For the data below, report the number of lines that contain the string "tokio" and nothing else.

# # # # # # #

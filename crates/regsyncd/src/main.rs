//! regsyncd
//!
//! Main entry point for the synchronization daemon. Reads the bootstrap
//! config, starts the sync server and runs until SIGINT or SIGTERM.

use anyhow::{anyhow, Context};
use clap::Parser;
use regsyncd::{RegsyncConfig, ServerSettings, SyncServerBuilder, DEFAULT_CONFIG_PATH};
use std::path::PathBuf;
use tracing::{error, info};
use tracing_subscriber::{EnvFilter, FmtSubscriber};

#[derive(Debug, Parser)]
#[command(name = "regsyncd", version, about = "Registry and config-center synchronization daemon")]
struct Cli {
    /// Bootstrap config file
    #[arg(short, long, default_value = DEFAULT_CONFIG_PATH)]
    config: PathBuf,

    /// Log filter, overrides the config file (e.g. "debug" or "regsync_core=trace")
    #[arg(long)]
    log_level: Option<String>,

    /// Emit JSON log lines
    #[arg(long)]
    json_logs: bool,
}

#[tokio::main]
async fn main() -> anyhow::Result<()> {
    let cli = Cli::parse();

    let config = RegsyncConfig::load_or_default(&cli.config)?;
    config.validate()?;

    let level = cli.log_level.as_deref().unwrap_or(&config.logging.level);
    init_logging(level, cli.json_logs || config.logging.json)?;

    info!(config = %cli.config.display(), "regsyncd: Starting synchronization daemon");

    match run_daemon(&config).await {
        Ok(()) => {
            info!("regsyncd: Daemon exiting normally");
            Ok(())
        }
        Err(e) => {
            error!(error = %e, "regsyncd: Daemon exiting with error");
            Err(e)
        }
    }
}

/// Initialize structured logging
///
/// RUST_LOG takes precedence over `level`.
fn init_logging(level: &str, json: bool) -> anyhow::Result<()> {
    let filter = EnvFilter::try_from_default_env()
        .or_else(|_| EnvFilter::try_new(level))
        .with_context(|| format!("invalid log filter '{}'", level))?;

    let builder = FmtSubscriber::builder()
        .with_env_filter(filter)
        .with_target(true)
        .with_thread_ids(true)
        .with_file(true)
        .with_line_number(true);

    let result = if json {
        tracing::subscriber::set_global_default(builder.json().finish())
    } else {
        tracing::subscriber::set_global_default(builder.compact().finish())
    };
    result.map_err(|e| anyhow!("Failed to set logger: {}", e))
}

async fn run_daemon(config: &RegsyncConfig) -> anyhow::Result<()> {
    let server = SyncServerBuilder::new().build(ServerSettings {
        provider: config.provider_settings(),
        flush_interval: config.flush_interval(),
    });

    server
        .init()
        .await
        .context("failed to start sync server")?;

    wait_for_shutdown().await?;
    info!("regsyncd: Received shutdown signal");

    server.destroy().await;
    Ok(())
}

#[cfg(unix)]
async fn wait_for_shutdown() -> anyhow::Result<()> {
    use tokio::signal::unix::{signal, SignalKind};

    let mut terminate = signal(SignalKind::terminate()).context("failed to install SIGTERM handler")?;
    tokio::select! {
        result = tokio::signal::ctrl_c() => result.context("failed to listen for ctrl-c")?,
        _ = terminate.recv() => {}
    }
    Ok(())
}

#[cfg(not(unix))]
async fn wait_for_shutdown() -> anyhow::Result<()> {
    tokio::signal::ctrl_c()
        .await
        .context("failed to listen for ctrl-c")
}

# # # # # # #

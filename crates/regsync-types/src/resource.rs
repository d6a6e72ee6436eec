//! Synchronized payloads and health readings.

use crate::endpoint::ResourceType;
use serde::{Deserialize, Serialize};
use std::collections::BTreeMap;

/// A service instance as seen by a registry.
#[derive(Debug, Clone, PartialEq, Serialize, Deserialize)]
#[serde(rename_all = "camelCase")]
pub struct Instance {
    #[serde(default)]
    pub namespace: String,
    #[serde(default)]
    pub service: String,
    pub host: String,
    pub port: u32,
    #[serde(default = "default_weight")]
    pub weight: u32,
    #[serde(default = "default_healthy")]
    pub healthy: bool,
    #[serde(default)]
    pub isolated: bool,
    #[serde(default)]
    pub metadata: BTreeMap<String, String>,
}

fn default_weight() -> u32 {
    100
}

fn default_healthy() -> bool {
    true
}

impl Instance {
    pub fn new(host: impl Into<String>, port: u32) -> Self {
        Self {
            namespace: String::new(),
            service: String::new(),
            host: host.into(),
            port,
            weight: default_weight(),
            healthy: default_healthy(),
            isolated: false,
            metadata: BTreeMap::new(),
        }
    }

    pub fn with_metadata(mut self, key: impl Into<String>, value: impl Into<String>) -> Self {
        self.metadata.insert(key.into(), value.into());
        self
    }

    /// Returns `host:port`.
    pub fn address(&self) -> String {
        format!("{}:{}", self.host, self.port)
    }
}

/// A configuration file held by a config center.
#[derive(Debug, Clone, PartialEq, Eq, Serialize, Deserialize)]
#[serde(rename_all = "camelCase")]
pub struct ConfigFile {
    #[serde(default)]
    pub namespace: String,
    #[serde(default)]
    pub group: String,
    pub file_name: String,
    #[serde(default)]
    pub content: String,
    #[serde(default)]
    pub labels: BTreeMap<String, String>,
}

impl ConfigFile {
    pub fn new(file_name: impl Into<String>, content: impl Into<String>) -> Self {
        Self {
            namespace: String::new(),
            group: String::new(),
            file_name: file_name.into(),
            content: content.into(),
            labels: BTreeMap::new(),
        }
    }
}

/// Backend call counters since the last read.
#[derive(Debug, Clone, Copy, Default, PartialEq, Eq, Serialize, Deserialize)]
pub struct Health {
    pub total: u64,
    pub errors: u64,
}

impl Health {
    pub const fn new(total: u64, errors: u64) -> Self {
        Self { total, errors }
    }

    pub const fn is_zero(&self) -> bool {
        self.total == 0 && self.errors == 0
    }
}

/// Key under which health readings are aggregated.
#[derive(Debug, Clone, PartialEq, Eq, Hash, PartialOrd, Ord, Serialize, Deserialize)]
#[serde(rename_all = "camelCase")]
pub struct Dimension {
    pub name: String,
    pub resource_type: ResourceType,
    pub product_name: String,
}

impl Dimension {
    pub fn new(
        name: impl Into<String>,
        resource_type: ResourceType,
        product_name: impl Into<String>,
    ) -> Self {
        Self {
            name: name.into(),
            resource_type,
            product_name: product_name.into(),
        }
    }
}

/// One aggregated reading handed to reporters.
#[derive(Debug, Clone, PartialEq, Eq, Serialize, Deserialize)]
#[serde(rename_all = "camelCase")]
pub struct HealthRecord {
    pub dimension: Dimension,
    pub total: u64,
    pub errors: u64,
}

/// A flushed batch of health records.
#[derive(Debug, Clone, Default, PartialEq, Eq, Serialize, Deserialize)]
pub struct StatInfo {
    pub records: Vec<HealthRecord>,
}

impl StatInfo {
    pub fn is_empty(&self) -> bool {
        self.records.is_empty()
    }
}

# # # # # # #

» **RESPONSE TO THE TASK**: 5